• What you are asked to do:
Could you copy each line of the entries that contains "VideoError"?

++++++++++

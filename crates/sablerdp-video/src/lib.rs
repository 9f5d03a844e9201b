//! The live display pipeline's encoding half: a library-owned ffmpeg
//! subprocess turning raw RGB frames into fragmented MP4, chunked into a
//! bounded queue for streaming consumers and appended to a rolling
//! session-scoped recording file.

#[macro_use]
extern crate tracing;

mod chunk;
mod encoder;
mod stats;

pub use chunk::VideoChunk;
pub use encoder::{EncoderSettings, VideoPipeline};
pub use stats::{PipelineStats, PipelineStatsCollector};

use thiserror::Error;

#[derive(Debug, Error)]
pub enum VideoError {
    #[error("failed to spawn the encoder subprocess")]
    Spawn(#[source] std::io::Error),
    #[error("the encoder pipe broke")]
    BrokenPipe(#[source] std::io::Error),
    #[error("the encoder exited unexpectedly")]
    EncoderExited,
    #[error("remux failed: {0}")]
    Remux(String),
    #[error("I/O error in the video pipeline")]
    Io(#[from] std::io::Error),
}

pub type VideoResult<T> = Result<T, VideoError>;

++++++++++

• Response:
pub enum VideoError {
pub type VideoResult<T> = Result<T, VideoError>;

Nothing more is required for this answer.